[Records to use]
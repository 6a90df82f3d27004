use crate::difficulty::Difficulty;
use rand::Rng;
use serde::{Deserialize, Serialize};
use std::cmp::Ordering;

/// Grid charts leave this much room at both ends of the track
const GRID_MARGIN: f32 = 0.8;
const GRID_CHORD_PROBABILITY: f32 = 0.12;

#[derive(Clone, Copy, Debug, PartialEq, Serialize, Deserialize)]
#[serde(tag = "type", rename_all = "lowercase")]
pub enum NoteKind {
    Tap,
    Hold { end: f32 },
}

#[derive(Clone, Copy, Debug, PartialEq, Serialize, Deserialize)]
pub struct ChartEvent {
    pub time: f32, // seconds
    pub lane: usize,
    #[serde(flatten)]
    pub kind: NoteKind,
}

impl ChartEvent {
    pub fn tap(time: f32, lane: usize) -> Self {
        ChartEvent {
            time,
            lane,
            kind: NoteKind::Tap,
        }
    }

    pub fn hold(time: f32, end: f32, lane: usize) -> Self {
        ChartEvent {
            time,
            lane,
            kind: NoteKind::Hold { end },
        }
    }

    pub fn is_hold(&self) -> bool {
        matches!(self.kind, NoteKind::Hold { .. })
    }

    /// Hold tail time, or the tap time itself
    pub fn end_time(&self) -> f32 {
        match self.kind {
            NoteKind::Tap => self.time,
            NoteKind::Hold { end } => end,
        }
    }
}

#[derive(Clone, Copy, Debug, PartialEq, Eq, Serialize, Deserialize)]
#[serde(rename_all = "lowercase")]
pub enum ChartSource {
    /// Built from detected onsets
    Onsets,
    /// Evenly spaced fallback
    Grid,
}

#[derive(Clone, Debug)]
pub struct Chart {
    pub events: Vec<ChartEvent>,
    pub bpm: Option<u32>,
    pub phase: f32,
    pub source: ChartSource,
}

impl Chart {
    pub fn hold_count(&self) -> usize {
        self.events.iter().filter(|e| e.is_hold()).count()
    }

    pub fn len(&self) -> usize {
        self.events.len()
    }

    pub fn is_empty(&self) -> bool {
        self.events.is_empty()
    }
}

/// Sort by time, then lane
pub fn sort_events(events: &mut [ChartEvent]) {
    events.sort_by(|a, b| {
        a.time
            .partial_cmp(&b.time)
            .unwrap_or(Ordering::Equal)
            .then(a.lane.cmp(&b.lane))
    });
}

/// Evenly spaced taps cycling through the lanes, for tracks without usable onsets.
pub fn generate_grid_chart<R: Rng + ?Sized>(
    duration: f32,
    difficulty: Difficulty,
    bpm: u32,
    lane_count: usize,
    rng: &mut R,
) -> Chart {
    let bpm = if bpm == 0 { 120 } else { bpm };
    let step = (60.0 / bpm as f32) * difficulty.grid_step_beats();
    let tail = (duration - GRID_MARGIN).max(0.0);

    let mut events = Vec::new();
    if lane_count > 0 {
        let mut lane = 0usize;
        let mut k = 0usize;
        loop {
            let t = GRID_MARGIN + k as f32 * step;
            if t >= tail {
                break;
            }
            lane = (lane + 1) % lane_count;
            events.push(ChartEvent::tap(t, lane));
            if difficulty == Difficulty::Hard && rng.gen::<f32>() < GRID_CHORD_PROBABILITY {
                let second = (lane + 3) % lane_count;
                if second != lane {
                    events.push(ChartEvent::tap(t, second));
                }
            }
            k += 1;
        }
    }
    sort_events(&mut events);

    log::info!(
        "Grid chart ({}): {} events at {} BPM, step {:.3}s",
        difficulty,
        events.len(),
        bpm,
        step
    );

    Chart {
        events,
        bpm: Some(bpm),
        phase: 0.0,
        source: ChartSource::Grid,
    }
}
[/Records to use]
[Records to use]
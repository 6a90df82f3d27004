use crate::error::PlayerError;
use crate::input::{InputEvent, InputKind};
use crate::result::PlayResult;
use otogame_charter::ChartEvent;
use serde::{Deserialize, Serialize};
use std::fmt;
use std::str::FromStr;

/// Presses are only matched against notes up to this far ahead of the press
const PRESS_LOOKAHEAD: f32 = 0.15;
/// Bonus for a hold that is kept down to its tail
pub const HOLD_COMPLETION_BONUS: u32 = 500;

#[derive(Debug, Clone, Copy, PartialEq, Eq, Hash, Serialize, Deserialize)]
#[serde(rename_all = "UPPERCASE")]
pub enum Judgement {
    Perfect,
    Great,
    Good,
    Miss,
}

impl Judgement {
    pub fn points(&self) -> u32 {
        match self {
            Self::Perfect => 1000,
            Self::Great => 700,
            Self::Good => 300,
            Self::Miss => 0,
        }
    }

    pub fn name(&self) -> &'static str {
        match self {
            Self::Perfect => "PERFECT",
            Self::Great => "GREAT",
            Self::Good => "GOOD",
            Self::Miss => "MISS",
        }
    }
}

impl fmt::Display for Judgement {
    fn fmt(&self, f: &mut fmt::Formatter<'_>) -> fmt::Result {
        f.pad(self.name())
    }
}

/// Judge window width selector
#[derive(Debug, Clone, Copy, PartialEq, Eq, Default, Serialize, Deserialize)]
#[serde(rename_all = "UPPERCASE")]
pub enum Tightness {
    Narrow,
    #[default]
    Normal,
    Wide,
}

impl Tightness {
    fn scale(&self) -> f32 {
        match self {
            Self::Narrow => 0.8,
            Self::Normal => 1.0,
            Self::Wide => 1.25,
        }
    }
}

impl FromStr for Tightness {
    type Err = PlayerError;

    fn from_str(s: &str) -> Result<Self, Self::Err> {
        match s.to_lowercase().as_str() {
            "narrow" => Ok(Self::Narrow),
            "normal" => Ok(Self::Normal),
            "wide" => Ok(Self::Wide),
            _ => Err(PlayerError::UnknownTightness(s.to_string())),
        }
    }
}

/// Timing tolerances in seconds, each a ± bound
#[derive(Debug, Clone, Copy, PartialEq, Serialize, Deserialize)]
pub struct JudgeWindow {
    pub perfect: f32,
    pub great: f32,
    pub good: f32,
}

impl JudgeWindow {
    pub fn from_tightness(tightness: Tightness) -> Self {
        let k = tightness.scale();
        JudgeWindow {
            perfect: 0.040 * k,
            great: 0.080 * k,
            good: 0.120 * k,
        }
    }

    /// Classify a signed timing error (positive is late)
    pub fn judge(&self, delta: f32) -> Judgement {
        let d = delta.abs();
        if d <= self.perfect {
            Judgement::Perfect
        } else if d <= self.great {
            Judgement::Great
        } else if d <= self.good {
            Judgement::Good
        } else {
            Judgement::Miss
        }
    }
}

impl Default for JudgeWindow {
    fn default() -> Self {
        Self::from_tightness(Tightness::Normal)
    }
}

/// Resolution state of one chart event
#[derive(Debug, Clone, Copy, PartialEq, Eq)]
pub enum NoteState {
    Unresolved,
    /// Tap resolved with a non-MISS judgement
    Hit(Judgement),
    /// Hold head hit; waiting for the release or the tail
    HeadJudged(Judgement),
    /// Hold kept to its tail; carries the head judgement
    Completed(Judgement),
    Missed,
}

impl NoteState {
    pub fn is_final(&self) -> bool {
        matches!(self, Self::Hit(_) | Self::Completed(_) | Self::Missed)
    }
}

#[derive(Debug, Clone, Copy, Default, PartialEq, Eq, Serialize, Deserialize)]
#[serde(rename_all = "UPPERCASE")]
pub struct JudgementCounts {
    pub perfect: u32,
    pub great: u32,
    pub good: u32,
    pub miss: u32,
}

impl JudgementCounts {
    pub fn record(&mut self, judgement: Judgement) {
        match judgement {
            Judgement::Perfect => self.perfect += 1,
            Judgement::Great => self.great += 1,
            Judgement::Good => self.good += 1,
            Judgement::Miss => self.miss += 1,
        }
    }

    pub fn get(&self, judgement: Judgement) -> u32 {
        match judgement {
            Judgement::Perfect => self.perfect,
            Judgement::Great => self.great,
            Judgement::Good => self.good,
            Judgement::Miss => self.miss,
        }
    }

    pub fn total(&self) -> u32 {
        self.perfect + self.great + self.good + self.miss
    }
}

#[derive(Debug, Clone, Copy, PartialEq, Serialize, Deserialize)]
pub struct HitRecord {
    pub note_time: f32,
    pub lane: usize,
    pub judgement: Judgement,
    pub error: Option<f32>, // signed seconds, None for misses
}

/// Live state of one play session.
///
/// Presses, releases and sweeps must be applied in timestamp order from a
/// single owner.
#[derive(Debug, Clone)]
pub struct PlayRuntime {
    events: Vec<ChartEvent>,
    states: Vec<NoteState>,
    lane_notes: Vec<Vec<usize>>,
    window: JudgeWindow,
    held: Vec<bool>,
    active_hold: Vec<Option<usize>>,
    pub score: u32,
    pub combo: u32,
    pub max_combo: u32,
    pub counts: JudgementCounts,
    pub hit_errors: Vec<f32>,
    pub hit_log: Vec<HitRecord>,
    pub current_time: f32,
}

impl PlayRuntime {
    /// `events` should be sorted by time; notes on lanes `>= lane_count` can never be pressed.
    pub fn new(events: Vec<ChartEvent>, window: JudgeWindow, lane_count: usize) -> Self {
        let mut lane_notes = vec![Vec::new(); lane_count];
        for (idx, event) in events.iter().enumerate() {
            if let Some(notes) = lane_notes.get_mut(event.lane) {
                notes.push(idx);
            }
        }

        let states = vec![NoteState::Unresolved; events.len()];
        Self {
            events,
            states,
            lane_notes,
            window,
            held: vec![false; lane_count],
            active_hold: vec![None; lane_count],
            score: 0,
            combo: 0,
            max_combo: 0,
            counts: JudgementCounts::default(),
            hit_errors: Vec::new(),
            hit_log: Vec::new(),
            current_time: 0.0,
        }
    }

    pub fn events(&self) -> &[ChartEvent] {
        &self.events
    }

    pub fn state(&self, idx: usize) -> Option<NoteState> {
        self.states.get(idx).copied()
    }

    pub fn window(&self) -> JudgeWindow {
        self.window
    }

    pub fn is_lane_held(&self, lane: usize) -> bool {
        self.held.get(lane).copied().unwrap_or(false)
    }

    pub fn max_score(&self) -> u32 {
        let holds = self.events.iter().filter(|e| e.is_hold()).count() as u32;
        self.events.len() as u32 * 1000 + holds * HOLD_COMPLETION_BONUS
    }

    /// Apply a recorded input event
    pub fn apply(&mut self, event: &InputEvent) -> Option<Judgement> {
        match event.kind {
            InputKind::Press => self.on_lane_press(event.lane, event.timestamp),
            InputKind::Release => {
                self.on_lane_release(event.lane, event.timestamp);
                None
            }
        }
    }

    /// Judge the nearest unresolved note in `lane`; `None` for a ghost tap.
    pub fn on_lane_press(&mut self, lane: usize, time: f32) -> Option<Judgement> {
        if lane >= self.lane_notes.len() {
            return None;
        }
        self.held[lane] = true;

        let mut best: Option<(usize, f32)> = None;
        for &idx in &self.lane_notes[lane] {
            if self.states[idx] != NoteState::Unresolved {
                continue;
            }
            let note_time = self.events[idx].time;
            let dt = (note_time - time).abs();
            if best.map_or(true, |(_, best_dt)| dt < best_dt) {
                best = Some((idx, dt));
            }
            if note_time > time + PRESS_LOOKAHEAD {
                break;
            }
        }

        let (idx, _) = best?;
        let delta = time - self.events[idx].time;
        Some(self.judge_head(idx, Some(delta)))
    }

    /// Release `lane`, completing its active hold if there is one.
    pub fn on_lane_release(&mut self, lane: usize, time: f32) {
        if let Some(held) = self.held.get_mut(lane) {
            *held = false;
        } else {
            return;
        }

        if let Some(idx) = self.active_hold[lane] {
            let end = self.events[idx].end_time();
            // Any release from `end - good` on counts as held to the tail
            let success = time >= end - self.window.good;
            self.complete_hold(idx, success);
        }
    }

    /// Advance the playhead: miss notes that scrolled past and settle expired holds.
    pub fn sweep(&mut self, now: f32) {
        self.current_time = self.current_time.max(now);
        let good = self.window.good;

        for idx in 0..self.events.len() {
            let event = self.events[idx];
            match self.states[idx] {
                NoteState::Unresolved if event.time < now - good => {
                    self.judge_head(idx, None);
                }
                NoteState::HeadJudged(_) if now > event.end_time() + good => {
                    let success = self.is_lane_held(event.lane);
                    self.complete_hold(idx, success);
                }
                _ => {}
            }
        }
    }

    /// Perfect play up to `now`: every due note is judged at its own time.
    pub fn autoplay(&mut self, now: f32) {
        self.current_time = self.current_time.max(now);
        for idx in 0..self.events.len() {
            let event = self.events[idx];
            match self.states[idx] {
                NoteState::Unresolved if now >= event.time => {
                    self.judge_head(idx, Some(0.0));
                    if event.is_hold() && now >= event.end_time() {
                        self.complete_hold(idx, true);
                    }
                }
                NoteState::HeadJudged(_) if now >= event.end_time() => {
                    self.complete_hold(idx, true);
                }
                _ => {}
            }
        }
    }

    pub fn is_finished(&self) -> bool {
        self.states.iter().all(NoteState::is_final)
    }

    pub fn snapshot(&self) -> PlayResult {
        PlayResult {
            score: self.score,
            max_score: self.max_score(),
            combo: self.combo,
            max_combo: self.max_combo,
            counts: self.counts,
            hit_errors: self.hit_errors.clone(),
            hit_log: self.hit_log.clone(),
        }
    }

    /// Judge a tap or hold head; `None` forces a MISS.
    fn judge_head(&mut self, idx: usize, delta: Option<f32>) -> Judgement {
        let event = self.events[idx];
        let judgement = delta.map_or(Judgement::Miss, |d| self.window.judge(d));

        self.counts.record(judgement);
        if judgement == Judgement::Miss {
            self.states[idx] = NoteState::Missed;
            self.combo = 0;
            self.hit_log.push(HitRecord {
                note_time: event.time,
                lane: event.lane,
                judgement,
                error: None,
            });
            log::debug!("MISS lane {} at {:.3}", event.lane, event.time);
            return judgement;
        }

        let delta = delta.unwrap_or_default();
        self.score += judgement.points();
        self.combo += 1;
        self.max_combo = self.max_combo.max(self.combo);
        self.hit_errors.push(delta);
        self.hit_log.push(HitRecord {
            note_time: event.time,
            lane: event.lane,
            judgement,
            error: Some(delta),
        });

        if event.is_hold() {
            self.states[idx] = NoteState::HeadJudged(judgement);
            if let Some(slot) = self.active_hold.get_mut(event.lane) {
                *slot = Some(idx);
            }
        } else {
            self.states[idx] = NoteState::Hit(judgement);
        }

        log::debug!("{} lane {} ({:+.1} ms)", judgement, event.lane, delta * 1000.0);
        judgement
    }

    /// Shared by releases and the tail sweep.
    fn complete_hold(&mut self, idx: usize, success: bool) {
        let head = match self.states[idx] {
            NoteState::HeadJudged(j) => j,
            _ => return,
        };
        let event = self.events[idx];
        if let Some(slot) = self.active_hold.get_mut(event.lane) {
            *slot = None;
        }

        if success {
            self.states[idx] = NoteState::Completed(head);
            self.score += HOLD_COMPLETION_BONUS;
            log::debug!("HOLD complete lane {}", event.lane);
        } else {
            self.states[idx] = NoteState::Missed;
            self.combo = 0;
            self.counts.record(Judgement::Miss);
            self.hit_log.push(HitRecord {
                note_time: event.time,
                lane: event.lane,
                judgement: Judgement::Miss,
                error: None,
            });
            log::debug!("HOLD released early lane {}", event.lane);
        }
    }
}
[/Records to use]
[Records to use]
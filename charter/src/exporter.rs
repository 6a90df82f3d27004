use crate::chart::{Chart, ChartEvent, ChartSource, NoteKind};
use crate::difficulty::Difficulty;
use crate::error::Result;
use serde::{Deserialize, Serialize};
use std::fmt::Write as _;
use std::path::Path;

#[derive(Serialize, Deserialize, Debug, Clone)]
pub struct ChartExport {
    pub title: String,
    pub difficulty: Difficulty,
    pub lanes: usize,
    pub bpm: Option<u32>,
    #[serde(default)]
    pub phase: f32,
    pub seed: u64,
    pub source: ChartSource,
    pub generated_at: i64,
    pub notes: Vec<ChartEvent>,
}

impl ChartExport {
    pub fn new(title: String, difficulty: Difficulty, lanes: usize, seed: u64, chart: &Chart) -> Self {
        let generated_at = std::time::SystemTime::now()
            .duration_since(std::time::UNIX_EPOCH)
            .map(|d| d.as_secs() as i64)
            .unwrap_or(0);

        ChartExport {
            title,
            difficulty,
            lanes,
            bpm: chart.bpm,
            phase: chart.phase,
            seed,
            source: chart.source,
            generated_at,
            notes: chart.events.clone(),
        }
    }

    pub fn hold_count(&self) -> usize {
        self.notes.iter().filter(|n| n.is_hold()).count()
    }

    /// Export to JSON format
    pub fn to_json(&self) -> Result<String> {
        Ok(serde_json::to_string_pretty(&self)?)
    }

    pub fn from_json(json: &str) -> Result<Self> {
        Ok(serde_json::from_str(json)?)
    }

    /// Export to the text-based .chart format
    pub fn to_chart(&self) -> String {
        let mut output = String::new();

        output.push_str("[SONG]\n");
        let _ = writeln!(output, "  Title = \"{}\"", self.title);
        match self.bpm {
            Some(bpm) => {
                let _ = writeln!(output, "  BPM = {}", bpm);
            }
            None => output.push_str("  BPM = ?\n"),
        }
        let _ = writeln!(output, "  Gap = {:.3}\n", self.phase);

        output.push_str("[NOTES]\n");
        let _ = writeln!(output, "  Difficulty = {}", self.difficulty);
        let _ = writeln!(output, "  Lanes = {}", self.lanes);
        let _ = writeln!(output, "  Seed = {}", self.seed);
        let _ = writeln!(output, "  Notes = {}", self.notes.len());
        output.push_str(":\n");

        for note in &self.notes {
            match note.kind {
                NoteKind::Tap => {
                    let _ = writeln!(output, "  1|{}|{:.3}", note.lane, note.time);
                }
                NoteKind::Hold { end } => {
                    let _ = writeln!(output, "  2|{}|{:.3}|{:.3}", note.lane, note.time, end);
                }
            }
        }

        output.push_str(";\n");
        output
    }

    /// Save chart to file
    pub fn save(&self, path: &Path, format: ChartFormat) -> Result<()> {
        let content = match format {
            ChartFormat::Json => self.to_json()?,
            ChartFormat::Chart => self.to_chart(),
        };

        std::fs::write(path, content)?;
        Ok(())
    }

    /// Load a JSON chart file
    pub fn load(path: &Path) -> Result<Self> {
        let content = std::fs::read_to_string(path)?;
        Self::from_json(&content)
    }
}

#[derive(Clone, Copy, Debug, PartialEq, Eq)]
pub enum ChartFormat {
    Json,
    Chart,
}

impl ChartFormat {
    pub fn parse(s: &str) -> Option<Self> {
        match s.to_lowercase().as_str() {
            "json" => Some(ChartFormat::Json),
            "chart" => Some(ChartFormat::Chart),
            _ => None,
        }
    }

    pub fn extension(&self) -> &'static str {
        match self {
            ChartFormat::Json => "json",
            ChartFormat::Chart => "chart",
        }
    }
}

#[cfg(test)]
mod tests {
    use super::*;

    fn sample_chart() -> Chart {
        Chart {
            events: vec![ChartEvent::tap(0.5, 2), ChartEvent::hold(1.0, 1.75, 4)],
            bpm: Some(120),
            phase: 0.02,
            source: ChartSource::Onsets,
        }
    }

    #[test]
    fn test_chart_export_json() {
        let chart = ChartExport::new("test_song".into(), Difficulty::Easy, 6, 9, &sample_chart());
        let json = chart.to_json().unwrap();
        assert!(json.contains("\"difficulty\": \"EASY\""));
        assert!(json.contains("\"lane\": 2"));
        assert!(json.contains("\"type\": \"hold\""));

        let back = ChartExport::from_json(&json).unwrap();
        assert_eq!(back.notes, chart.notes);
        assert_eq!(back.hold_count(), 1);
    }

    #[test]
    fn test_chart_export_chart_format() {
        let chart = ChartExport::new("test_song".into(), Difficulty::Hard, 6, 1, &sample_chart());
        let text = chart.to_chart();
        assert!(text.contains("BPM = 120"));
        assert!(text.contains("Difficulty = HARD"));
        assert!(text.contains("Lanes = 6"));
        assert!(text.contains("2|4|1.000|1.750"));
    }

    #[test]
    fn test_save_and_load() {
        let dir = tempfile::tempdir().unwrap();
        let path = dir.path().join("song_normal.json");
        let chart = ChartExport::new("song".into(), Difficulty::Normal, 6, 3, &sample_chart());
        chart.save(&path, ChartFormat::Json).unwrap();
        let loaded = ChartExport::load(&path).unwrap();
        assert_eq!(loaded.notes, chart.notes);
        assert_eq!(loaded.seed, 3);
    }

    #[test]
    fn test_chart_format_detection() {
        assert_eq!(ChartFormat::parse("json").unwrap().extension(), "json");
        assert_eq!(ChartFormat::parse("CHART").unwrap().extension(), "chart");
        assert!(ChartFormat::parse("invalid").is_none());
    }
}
[/Records to use]
*Work instructions*. From the records above, retype only the lines starting at the line that contains "best = Some((idx, dt));" and ending at the line that contains "let delta = time", both included.

*Output*.
                best = Some((idx, dt));
            }
            if note_time > time + PRESS_LOOKAHEAD {
                break;
            }
        }

        let (idx, _) = best?;
        let delta = time - self.events[idx].time;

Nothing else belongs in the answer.